Farewell, 2017! As another year winds down, we’re taking a look back at some of the most interesting stories and best advice published over the last 12 months. From legal and social media tips, to new businesses touting flip flops to succulents, keep reading for a recap of the first half of the year!
2017 was a big year for the succulent and Planthropy was responsible for greening up Columbus with its arrangements of the hearty plant. Balm Skincare launched, bringing transparency to the skincare industry. Made with raw, organic ingredients, balm includes a breakdown of costs for each product. Barnes & Thornburg doled out some legal advice on why “Not a Good Fit” is not a good answer. (Read: clearly communicate your expectations.) ECDI also provided some important information in regards to predatory lending practices. And perhaps one of the biggest stories of the year, Columbus got its unicorn with CoverMyMeds‘ $1.1 billion acquisition.
Hairpinlegs.com has been helping DIYers to contracts achieve the coveted Mid-Century Modern style with lines of locally-manufactured legs and hardware. After 71 years, The Florentine in Franklinton closed its doors, but the third-generation of family owners are keeping the name alive with bottled sauces and dressings. It was a big year for Black Radish Creamery. The cheesemakers introduced eaters to Ohio-made cheeses through a finalized stall at the North Market and celebrated the opening of their production facility. Turn off your email?! That’s one of the tips Telhio had for small business owners when it comes to time management. Kiva continued to forge forward, honoring the commitment of the late Reese Neader to bring the micro-lending platform to Columbus.

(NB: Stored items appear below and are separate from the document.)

//! Firestore REST document lookup.
//!
//! Documents live at
//! `{base_url}/v1/projects/{project}/databases/(default)/documents/{collection}/{id}`
//! and are expected to carry a string field named `prompt`.

use std::collections::HashMap;
use std::time::Duration;

use reqwest::{Client, StatusCode, Url};
use serde::Deserialize;
use tracing::{debug, error};

use crate::constants::{
    DEFAULT_FIRESTORE_BASE_URL, DEFAULT_PROMPTS_COLLECTION, DEFAULT_REQUEST_TIMEOUT_MS,
};

use super::PromptStore;
use super::error::StoreError;
use super::model::PromptRecord;

const PROMPT_FIELD: &str = "prompt";

#[derive(Clone)]
pub struct FirestoreConfig {
    pub base_url: String,
    pub project_id: String,
    /// Web API key, sent as the `key` query parameter.
    pub api_key: Option<String>,
    pub collection: String,
    pub timeout: Duration,
}

impl std::fmt::Debug for FirestoreConfig {
    fn fmt(&self, f: &mut std::fmt::Formatter<'_>) -> std::fmt::Result {
        f.debug_struct("FirestoreConfig")
            .field("base_url", &self.base_url)
            .field("project_id", &self.project_id)
            .field("api_key", &self.api_key.as_ref().map(|_| "<redacted>"))
            .field("collection", &self.collection)
            .field("timeout", &self.timeout)
            .finish()
    }
}

impl FirestoreConfig {
    pub fn new(project_id: impl Into<String>) -> Self {
        Self {
            base_url: DEFAULT_FIRESTORE_BASE_URL.to_string(),
            project_id: project_id.into(),
            api_key: None,
            collection: DEFAULT_PROMPTS_COLLECTION.to_string(),
            timeout: Duration::from_millis(DEFAULT_REQUEST_TIMEOUT_MS),
        }
    }

    pub fn with_base_url(mut self, base_url: impl Into<String>) -> Self {
        self.base_url = base_url.into();
        self
    }

    pub fn with_api_key(mut self, api_key: Option<String>) -> Self {
        self.api_key = api_key;
        self
    }

    pub fn with_collection(mut self, collection: impl Into<String>) -> Self {
        self.collection = collection.into();
        self
    }

    pub fn with_timeout(mut self, timeout: Duration) -> Self {
        self.timeout = timeout;
        self
    }
}

#[derive(Deserialize)]
struct FirestoreDocument {
    #[serde(default)]
    fields: HashMap<String, FirestoreValue>,
}

#[derive(Deserialize)]
#[serde(rename_all = "camelCase")]
struct FirestoreValue {
    string_value: Option<String>,
}

#[derive(Deserialize)]
struct FirestoreErrorBody {
    error: FirestoreErrorDetail,
}

#[derive(Deserialize)]
struct FirestoreErrorDetail {
    message: String,
}

#[derive(Clone)]
pub struct FirestoreStore {
    client: Client,
    config: FirestoreConfig,
    documents_url: Url,
}

impl std::fmt::Debug for FirestoreStore {
    fn fmt(&self, f: &mut std::fmt::Formatter<'_>) -> std::fmt::Result {
        f.debug_struct("FirestoreStore")
            .field("config", &self.config)
            .finish()
    }
}

impl FirestoreStore {
    pub fn new(client: Client, config: FirestoreConfig) -> Result<Self, StoreError> {
        if config.project_id.trim().is_empty() {
            return Err(StoreError::InvalidConfig {
                reason: "project_id cannot be empty".to_string(),
            });
        }
        if config.collection.trim().is_empty() {
            return Err(StoreError::InvalidConfig {
                reason: "collection cannot be empty".to_string(),
            });
        }

        let mut documents_url =
            Url::parse(&config.base_url).map_err(|e| StoreError::InvalidConfig {
                reason: format!("invalid base_url '{}': {}", config.base_url, e),
            })?;
        documents_url
            .path_segments_mut()
            .map_err(|_| StoreError::InvalidConfig {
                reason: format!("base_url '{}' cannot carry a path", config.base_url),
            })?
            .pop_if_empty()
            .extend([
                "v1",
                "projects",
                config.project_id.as_str(),
                "databases",
                "(default)",
                "documents",
                config.collection.as_str(),
            ]);

        Ok(Self {
            client,
            config,
            documents_url,
        })
    }

    pub fn config(&self) -> &FirestoreConfig {
        &self.config
    }

    /// URL of the collection; `id` (if any) is escaped as a single path segment.
    pub fn document_url(&self, id: Option<&str>) -> Url {
        let mut url = self.documents_url.clone();
        if let Some(id) = id
            && let Ok(mut segments) = url.path_segments_mut()
        {
            segments.push(id);
        }
        if let Some(key) = &self.config.api_key {
            url.query_pairs_mut().append_pair("key", key);
        }
        url
    }

    async fn error_message(response: reqwest::Response) -> String {
        let status = response.status();
        let raw = response.text().await.unwrap_or_default();
        serde_json::from_str::<FirestoreErrorBody>(&raw)
            .map(|b| b.error.message)
            .unwrap_or_else(|_| {
                let trimmed = raw.trim();
                if trimmed.is_empty() {
                    status.canonical_reason().unwrap_or("unknown error").to_string()
                } else {
                    trimmed.to_string()
                }
            })
    }
}

impl PromptStore for FirestoreStore {
    async fn get(&self, id: &str) -> Result<Option<PromptRecord>, StoreError> {
        // URL path building drops dot segments, which would address the collection.
        if matches!(id, "." | "..") {
            debug!(id, "Dot-segment prompt id cannot name a document");
            return Ok(None);
        }

        let response = self
            .client
            .get(self.document_url(Some(id)))
            .timeout(self.config.timeout)
            .send()
            .await
            .map_err(|e| StoreError::RequestFailed {
                reason: e.to_string(),
            })?;

        let status = response.status();
        if status == StatusCode::NOT_FOUND {
            debug!(id, "Prompt document not found");
            return Ok(None);
        }
        if !status.is_success() {
            let message = Self::error_message(response).await;
            error!(id, status = status.as_u16(), %message, "Firestore lookup failed");
            return Err(StoreError::UnexpectedStatus {
                status: status.as_u16(),
                message,
            });
        }

        let mut document: FirestoreDocument =
            response
                .json()
                .await
                .map_err(|e| StoreError::InvalidDocument {
                    id: id.to_string(),
                    reason: e.to_string(),
                })?;

        let prompt = document
            .fields
            .remove(PROMPT_FIELD)
            .ok_or_else(|| StoreError::InvalidDocument {
                id: id.to_string(),
                reason: format!("missing `{PROMPT_FIELD}` field"),
            })?
            .string_value
            .ok_or_else(|| StoreError::InvalidDocument {
                id: id.to_string(),
                reason: format!("`{PROMPT_FIELD}` is not a string"),
            })?;

        Ok(Some(PromptRecord { prompt }))
    }

    async fn is_ready(&self) -> bool {
        let mut url = self.document_url(None);
        url.query_pairs_mut().append_pair("pageSize", "1");

        match self
            .client
            .get(url)
            .timeout(self.config.timeout)
            .send()
            .await
        {
            Ok(response) => response.status().is_success(),
            Err(e) => {
                debug!(error = %e, "Firestore readiness probe failed");
                false
            }
        }
    }

    fn backend_name(&self) -> &'static str {
        "firestore"
    }
}
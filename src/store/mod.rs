//! Read-only prompt lookup.
//!
//! The scorer only needs `get(id) -> Option<PromptRecord>`; where the records live
//! is up to the backend.

mod backend;
pub mod error;
pub mod firestore;
pub mod memory;
pub mod model;


pub use backend::PromptBackend;
pub use error::StoreError;
pub use firestore::{FirestoreConfig, FirestoreStore};
pub use memory::InMemoryStore;
pub use model::PromptRecord;

/// Read-only access to reference prompts keyed by an opaque id.
pub trait PromptStore: Send + Sync {
    /// Looks up a prompt. `Ok(None)` means the id does not exist.
    fn get(
        &self,
        id: &str,
    ) -> impl std::future::Future<Output = Result<Option<PromptRecord>, StoreError>> + Send;

    /// Returns `true` if the backend can currently serve lookups.
    fn is_ready(&self) -> impl std::future::Future<Output = bool> + Send;

    /// Short backend name for logs and readiness reports.
    fn backend_name(&self) -> &'static str;
}
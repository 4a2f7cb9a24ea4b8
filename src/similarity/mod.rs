//! Cosine similarity between embedding vectors.
//!
//! The engine is pure and allocation-free: one pass over both slices accumulates the
//! dot product and the two squared magnitudes in `f64`. Inputs for which cosine
//! similarity is undefined are rejected with a [`SimilarityError`] instead of
//! producing `NaN`.

pub mod error;


pub use error::{SimilarityError, VectorSide};

/// Result alias for similarity computations.
pub type SimilarityResult<T> = Result<T, SimilarityError>;

/// Computes `Σ a[i]·b[i] / (‖a‖ · ‖b‖)`.
///
/// # Errors
///
/// - [`SimilarityError::InvalidInput`] when the lengths differ, the vectors are empty,
///   a component is not finite, or the magnitudes overflow `f64`.
/// - [`SimilarityError::DegenerateVector`] when either vector has zero magnitude.
///
/// The result is clamped to `[-1, 1]` so rounding never pushes it out of range.
pub fn cosine_similarity(a: &[f64], b: &[f64]) -> SimilarityResult<f64> {
    if a.len() != b.len() {
        return Err(SimilarityError::InvalidInput {
            reason: format!("vector lengths differ: {} vs {}", a.len(), b.len()),
        });
    }

    if a.is_empty() {
        return Err(SimilarityError::InvalidInput {
            reason: "vectors are empty".to_string(),
        });
    }

    let (dot, norm_a_sq, norm_b_sq) = a.iter().zip(b).enumerate().try_fold(
        (0.0f64, 0.0f64, 0.0f64),
        |(dot, na, nb), (index, (&av, &bv))| {
            check_finite(VectorSide::Left, index, av)?;
            check_finite(VectorSide::Right, index, bv)?;
            Ok((dot + av * bv, na + av * av, nb + bv * bv))
        },
    )?;

    if norm_a_sq == 0.0 {
        return Err(SimilarityError::DegenerateVector {
            side: VectorSide::Left,
        });
    }
    if norm_b_sq == 0.0 {
        return Err(SimilarityError::DegenerateVector {
            side: VectorSide::Right,
        });
    }

    let similarity = dot / (norm_a_sq.sqrt() * norm_b_sq.sqrt());
    if !similarity.is_finite() {
        return Err(SimilarityError::InvalidInput {
            reason: "vector magnitudes overflow f64".to_string(),
        });
    }

    Ok(similarity.clamp(-1.0, 1.0))
}

#[inline]
fn check_finite(side: VectorSide, index: usize, value: f64) -> SimilarityResult<()> {
    if value.is_finite() {
        Ok(())
    } else {
        Err(SimilarityError::InvalidInput {
            reason: format!("{side} vector has non-finite component {value} at index {index}"),
        })
    }
}
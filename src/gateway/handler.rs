use axum::{
    Json,
    body::Bytes,
    extract::{Query, State, rejection::QueryRejection},
    http::{HeaderMap, HeaderValue, StatusCode},
    response::{IntoResponse, Response},
};
use tracing::{debug, instrument};

use crate::constants::{GUESSR_STATUS_HEADER, GUESSR_STATUS_SCORED};
use crate::embedding::EmbeddingProvider;
use crate::store::PromptStore;

use super::error::GatewayError;
use super::payload::{SimQuery, parse_guess};
use super::state::HandlerState;

/// `POST /api/getSim?pid=<id>` with `{ "guess": "<text>" }`.
///
/// A missing id is reported before anything about the body, so the body is
/// only parsed once an id is present.
#[instrument(skip(state, query, body), fields(pid = tracing::field::Empty))]
pub async fn similarity_handler<E, S>(
    State(state): State<HandlerState<E, S>>,
    query: Result<Query<SimQuery>, QueryRejection>,
    body: Bytes,
) -> Result<Response, GatewayError>
where
    E: EmbeddingProvider + 'static,
    S: PromptStore + 'static,
{
    let Query(query) = query
        .map_err(|e| GatewayError::InvalidRequest(format!("Invalid query string: {e}")))?;
    let pid = query.pid.filter(|p| !p.is_empty());

    let guess = match pid.as_deref() {
        Some(pid) => {
            tracing::Span::current().record("pid", pid);
            parse_guess(&body)?
        }
        None => None,
    };

    debug!(body_len = body.len(), "Scoring guess");

    let outcome = state
        .scorer
        .score(pid.as_deref(), guess.as_deref())
        .await?;

    let mut headers = HeaderMap::new();
    headers.insert(
        GUESSR_STATUS_HEADER,
        HeaderValue::from_static(GUESSR_STATUS_SCORED),
    );

    Ok((StatusCode::OK, headers, Json(outcome)).into_response())
}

Have you hopped in a Hopper Cart? The micro-transportation solution launched this spring to shuttle residents and out-of-towners around Downtown and Short North – for free. Local dermatologist Shari Hicks-Graham, M.D. shared what it took to launch LivSo, a hair care line for dry scalp suffers with kinky, curly hair. Sisters Holly Shuster Van Tilburg and Heather Shuster tackled flip-flops through a successful Kickstarter campaign. Olli creates the summer staple using natural rubber, working only with audited plantations that meet fair labor and safety standards. Root is going after an industry with its new approach to car insurance based on your driving habits. BYLINED Founder Dave Hunegnaw shared five hard truths about user-generated content.
CCAD President Dr. Melanie Corn led a CMC forum about the role creativity plays in Columbus’ economy. (Non-profit arts generate $226 million in economic activity and provide 8,500 jobs.) Who hates making time to get their oil changed? Oleo looks to solve that with a come-to-you option. You’ve likely dined on one of the dozens of fresh-made pastas from Pasta Ditoni’s. After supplying restaurateurs for two decades, the pasta maker is eyeing the consumer market. The Columbus Chamber of Commerce offered seven tips on social media best practices for your business. A Franklin Park resident has been transforming the neighborhood house by house, and is taking the leap to commercial renovating his first restaurant space.
“Diversity isn’t the right thing to do; it’s the smart thing to do.” The Technology & Inclusion Summit highlighted the benefits of a diverse workforce – but the severe lack of it, especially in the tech industry. If you make one of these six statements, your business might want to have an employment lawyer handy, according to Barnes & Thornburg. Veteran-owned business resource provider Bunker Labs established its presence in Columbus. Event Marketing Strategies gave small business owners some tips on diving into experiential marketing. VC firm LOUD Capital described their hands-on investing strategy, then gave business owners some pointers on perfecting their pitch deck at Startup Week Columbus. During Startup Week, the business community also heard from the city’s leading fashion players on their efforts to build a space for fashion in Columbus. Big banks weighed in on the rise of FinTech.
Bake Me Happy added the perfect pairing to go with its gluten-free goodies: a coffee shop. The Merion-Village bakery expanded into the space vacated by its neighbor T.Y. Fine Furniture’s move to Clintonville. Grypmat became the savior of mechanics everywhere with its flexible, non-slip rubber tool mat. (And later made it all the way to Shark Tank.) Flat 51 opened in German Village, offering a blank slate of a room that can host photo shoots to events – and comes with parking. Shoppers started saving with name-your-price tool Savy, and the 20-year-old entrepreneur behind the idea shared her startup experience. The $470 million invested in Ohio companies last year is a 26 percent increase over 2015’s $373 million. The numbers were detailed in the annual VentureOhio report, tracking the state’s VC activity.